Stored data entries
[Start of section]

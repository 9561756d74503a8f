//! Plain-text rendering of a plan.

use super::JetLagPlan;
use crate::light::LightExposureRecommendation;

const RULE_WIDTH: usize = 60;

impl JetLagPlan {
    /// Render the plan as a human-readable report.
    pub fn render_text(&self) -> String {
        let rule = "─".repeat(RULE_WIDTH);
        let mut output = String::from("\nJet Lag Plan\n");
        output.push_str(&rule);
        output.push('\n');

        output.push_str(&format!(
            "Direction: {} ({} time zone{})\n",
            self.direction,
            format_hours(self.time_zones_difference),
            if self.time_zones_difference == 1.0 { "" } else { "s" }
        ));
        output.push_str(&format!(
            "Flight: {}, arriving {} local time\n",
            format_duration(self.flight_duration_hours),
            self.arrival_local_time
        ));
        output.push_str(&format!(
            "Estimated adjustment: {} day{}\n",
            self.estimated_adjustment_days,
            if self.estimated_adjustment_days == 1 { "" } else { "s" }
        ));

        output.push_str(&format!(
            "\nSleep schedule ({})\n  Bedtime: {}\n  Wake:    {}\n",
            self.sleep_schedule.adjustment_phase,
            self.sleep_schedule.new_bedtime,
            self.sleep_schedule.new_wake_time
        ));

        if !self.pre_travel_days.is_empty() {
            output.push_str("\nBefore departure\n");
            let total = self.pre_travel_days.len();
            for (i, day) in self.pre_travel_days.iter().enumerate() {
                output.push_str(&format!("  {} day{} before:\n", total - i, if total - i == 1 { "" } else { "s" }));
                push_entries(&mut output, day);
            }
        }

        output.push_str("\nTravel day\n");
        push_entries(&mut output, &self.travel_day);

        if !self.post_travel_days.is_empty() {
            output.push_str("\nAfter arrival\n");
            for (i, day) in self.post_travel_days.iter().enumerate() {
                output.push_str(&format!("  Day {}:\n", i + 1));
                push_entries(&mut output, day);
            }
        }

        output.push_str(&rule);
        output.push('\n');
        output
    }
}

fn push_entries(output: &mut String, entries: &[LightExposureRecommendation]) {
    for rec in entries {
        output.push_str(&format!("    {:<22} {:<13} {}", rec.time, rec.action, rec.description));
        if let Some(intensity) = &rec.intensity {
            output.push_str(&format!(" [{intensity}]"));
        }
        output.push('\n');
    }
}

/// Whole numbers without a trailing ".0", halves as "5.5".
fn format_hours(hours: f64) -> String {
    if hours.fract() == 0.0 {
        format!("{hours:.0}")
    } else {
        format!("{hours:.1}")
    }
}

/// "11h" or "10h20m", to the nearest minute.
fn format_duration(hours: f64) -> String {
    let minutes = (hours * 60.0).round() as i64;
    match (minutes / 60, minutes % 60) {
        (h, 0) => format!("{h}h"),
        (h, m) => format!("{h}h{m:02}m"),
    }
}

[End of section]

◆ **What is being asked**
Please write out the lines that run from the one with "let minutes = (hours" to the end of the records, both included, exactly as they appear.

◆ **Solution for this exercise**
    let minutes = (hours * 60.0).round() as i64;
    match (minutes / 60, minutes % 60) {
        (h, 0) => format!("{h}h"),
        (h, m) => format!("{h}h{m:02}m"),
    }
}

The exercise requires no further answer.